• **PROBLEM REQUIREMENTS**
Would you please copy every line below that includes the string "basis"?

[Collected data entries]
******************************

//! The cross-cutting `Failure` taxonomy (spec §7).
//!
//! Every component surfaces errors as this single tagged-sum type so they
//! cross crate and process boundaries uniformly instead of as ad hoc
//! exceptional control flow.

use thiserror::Error;

/// The five kinds of failure the engine can produce.
#[derive(Debug, Clone, Copy, PartialEq, Eq, Hash)]
pub enum FailureKind {
    /// No provider returned usable data for the ticker. Fatal for the request.
    DataUnavailable,
    /// An input violated a precondition (e.g. `WACC <= g`). Fatal; names the offending field.
    ValidationFailed,
    /// A computation would divide by a near-zero denominator or overflow.
    /// Fatal for that cell/scenario; sensitivity matrices report it as a null cell instead.
    NumericalDegenerate,
    /// Non-fatal: an input was clamped or redirected (growth cap, spread guard,
    /// sector floor, financial-services redirect).
    PolicyAdjustment,
    /// Non-fatal at the aggregator level; fatal only if every adapter fails.
    ProviderError,
}

impl FailureKind {
    /// Whether this kind aborts the request that produced it.
    #[must_use]
    pub const fn is_fatal(self) -> bool {
        matches!(
            self,
            Self::DataUnavailable | Self::ValidationFailed | Self::NumericalDegenerate
        )
    }
}

impl std::fmt::Display for FailureKind {
    fn fmt(&self, f: &mut std::fmt::Formatter<'_>) -> std::fmt::Result {
        let s = match self {
            Self::DataUnavailable => "DATA_UNAVAILABLE",
            Self::ValidationFailed => "VALIDATION_FAILED",
            Self::NumericalDegenerate => "NUMERICAL_DEGENERATE",
            Self::PolicyAdjustment => "POLICY_ADJUSTMENT",
            Self::ProviderError => "PROVIDER_ERROR",
        };
        f.write_str(s)
    }
}

/// A structured failure: kind, message, the offending field (if any), and
/// whatever non-fatal warnings had already accumulated when it was raised.
#[derive(Debug, Clone, Error)]
#[error("{kind}: {message}")]
pub struct Failure {
    pub kind: FailureKind,
    pub message: String,
    pub field: Option<String>,
    pub warnings: Vec<String>,
}

impl Failure {
    #[must_use]
    pub fn new(kind: FailureKind, message: impl Into<String>) -> Self {
        Self {
            kind,
            message: message.into(),
            field: None,
            warnings: Vec::new(),
        }
    }

    #[must_use]
    pub fn with_field(mut self, field: impl Into<String>) -> Self {
        self.field = Some(field.into());
        self
    }

    #[must_use]
    pub fn with_warnings(mut self, warnings: Vec<String>) -> Self {
        self.warnings = warnings;
        self
    }

    #[must_use]
    pub fn data_unavailable(message: impl Into<String>) -> Self {
        Self::new(FailureKind::DataUnavailable, message)
    }

    #[must_use]
    pub fn validation_failed(field: impl Into<String>, message: impl Into<String>) -> Self {
        Self::new(FailureKind::ValidationFailed, message).with_field(field)
    }

    #[must_use]
    pub fn numerical_degenerate(message: impl Into<String>) -> Self {
        Self::new(FailureKind::NumericalDegenerate, message)
    }

    #[must_use]
    pub fn policy_adjustment(message: impl Into<String>) -> Self {
        Self::new(FailureKind::PolicyAdjustment, message)
    }

    #[must_use]
    pub fn provider_error(message: impl Into<String>) -> Self {
        Self::new(FailureKind::ProviderError, message)
    }
}

pub type Result<T> = std::result::Result<T, Failure>;
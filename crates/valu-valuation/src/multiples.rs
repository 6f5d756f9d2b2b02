//! Relative (multiples-based) valuation (§4.5.4): P/E, P/B, and EV/EBITDA
//! ratios, plus the implied-price conversion used to apply a peer multiple.

/// Price-to-earnings ratio.
#[must_use]
pub fn pe_ratio(price: f64, eps_diluted: f64) -> f64 {
    if eps_diluted <= 0.0 {
        return f64::NAN;
    }
    price / eps_diluted
}

/// Price-to-book ratio.
#[must_use]
pub fn pb_ratio(price: f64, book_value_per_share: f64) -> f64 {
    if book_value_per_share <= 0.0 {
        return f64::NAN;
    }
    price / book_value_per_share
}

/// Enterprise-value-to-EBITDA ratio.
#[must_use]
pub fn ev_to_ebitda(enterprise_value: f64, ebitda: f64) -> f64 {
    if ebitda <= 0.0 {
        return f64::NAN;
    }
    enterprise_value / ebitda
}

/// Implied per-share price from a peer multiple applied to a per-share
/// metric (EPS, book value per share, or EBITDA per share), net of any
/// per-share debt the metric's basis requires subtracting (zero for
/// equity-basis metrics like P/E and P/B; the EV/EBITDA caller passes net
/// debt per share).
#[must_use]
pub fn implied_price_from_multiple(metric_per_share: f64, peer_multiple: f64, net_debt_per_share: f64) -> f64 {
    metric_per_share * peer_multiple - net_debt_per_share
}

******************************

• **EXERCISE ANSWER**
/// per-share debt the metric's basis requires subtracting (zero for
/// equity-basis metrics like P/E and P/B; the EV/EBITDA caller passes net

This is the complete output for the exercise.